◆ Stored items
═══
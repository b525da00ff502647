//! ============================================================================
//! Metadata Filters - Exact-match predicates with mandatory tenant scope
//! ============================================================================
//! `MetadataFilter` is what callers build. `TenantFilter` is what the index
//! accepts: it can only be obtained from a filter that names an organization.
//! ============================================================================

use serde::{Deserialize, Serialize};

use super::error::MemoryError;
use super::types::{RecordMetadata, SenderRole};

/// Exact-match predicate over the record metadata schema
#[derive(Debug, Clone, Default, PartialEq, Eq, Serialize, Deserialize)]
pub struct MetadataFilter {
    pub organization_id: Option<String>,
    pub user_id: Option<String>,
    pub sender_role: Option<SenderRole>,
}

impl MetadataFilter {
    /// Filter scoped to one organization
    pub fn for_organization(organization_id: impl Into<String>) -> Self {
        Self {
            organization_id: Some(organization_id.into()),
            ..Default::default()
        }
    }

    pub fn user(mut self, user_id: impl Into<String>) -> Self {
        self.user_id = Some(user_id.into());
        self
    }

    pub fn sender_role(mut self, role: SenderRole) -> Self {
        self.sender_role = Some(role);
        self
    }

    /// Prove the filter carries a tenant constraint. `operation` names the
    /// store call for the error message.
    pub fn require_tenant(self, operation: &'static str) -> Result<TenantFilter, MemoryError> {
        let organization_id = match self.organization_id {
            Some(org) if !org.trim().is_empty() => org,
            _ => return Err(MemoryError::MissingTenantFilter(operation)),
        };

        if matches!(self.user_id.as_deref(), Some(u) if u.trim().is_empty()) {
            return Err(MemoryError::InvalidInput(
                "filter user_id must not be blank".to_string(),
            ));
        }

        Ok(TenantFilter {
            organization_id,
            user_id: self.user_id,
            sender_role: self.sender_role,
        })
    }
}

/// A filter proven to constrain `organization_id` exactly
#[derive(Debug, Clone, PartialEq, Eq)]
pub struct TenantFilter {
    organization_id: String,
    user_id: Option<String>,
    sender_role: Option<SenderRole>,
}

impl TenantFilter {
    pub fn organization_id(&self) -> &str {
        &self.organization_id
    }

    pub fn user_id(&self) -> Option<&str> {
        self.user_id.as_deref()
    }

    pub fn sender_role(&self) -> Option<SenderRole> {
        self.sender_role
    }

    /// Evaluate against a record's metadata
    pub fn matches(&self, metadata: &RecordMetadata) -> bool {
        metadata.organization_id == self.organization_id
            && self.user_id.as_deref().map_or(true, |u| metadata.user_id == u)
            && self.sender_role.map_or(true, |r| metadata.sender_role == r)
    }
}

impl std::fmt::Display for TenantFilter {
    fn fmt(&self, f: &mut std::fmt::Formatter<'_>) -> std::fmt::Result {
        write!(f, "organization_id={}", self.organization_id)?;
        if let Some(user) = &self.user_id {
            write!(f, " user_id={}", user)?;
        }
        if let Some(role) = self.sender_role {
            write!(f, " sender_role={}", role)?;
        }
        Ok(())
    }
}
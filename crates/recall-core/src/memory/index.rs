//! ============================================================================
//! Vector Index - Backend seam for the vector store client
//! ============================================================================
//! One call per method, no retries, no batching. Every read or delete takes
//! a `TenantFilter`, so an unscoped request cannot be expressed here.
//! ============================================================================

use async_trait::async_trait;
use uuid::Uuid;

use super::error::MemoryError;
use super::filter::TenantFilter;
use super::types::{ScoredRecord, StoredRecord, VectorRecord};

#[async_trait]
pub trait VectorIndex: Send + Sync {
    /// Insert or overwrite records by id
    async fn upsert(&self, records: &[VectorRecord]) -> Result<(), MemoryError>;

    /// Nearest neighbours among records matching `filter`
    async fn query(
        &self,
        vector: &[f32],
        filter: &TenantFilter,
        limit: usize,
    ) -> Result<Vec<ScoredRecord>, MemoryError>;

    /// Read records back by id. Ids outside `filter` are not returned.
    async fn fetch(
        &self,
        filter: &TenantFilter,
        record_ids: &[Uuid],
    ) -> Result<Vec<StoredRecord>, MemoryError>;

    /// Exact number of records matching `filter`
    async fn count(&self, filter: &TenantFilter) -> Result<u64, MemoryError>;

    /// Remove every record matching `filter`
    async fn delete(&self, filter: &TenantFilter) -> Result<(), MemoryError>;

    async fn health_check(&self) -> Result<bool, MemoryError>;

    /// Backend name, for logging
    fn name(&self) -> &'static str;
}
═══
◆ DESCRIPTION OF THE TASK
Which lines in the data above hold the string "types"? Show each one.

◆ SOLUTION
use super::types::{RecordMetadata, SenderRole};
use super::types::{ScoredRecord, StoredRecord, VectorRecord};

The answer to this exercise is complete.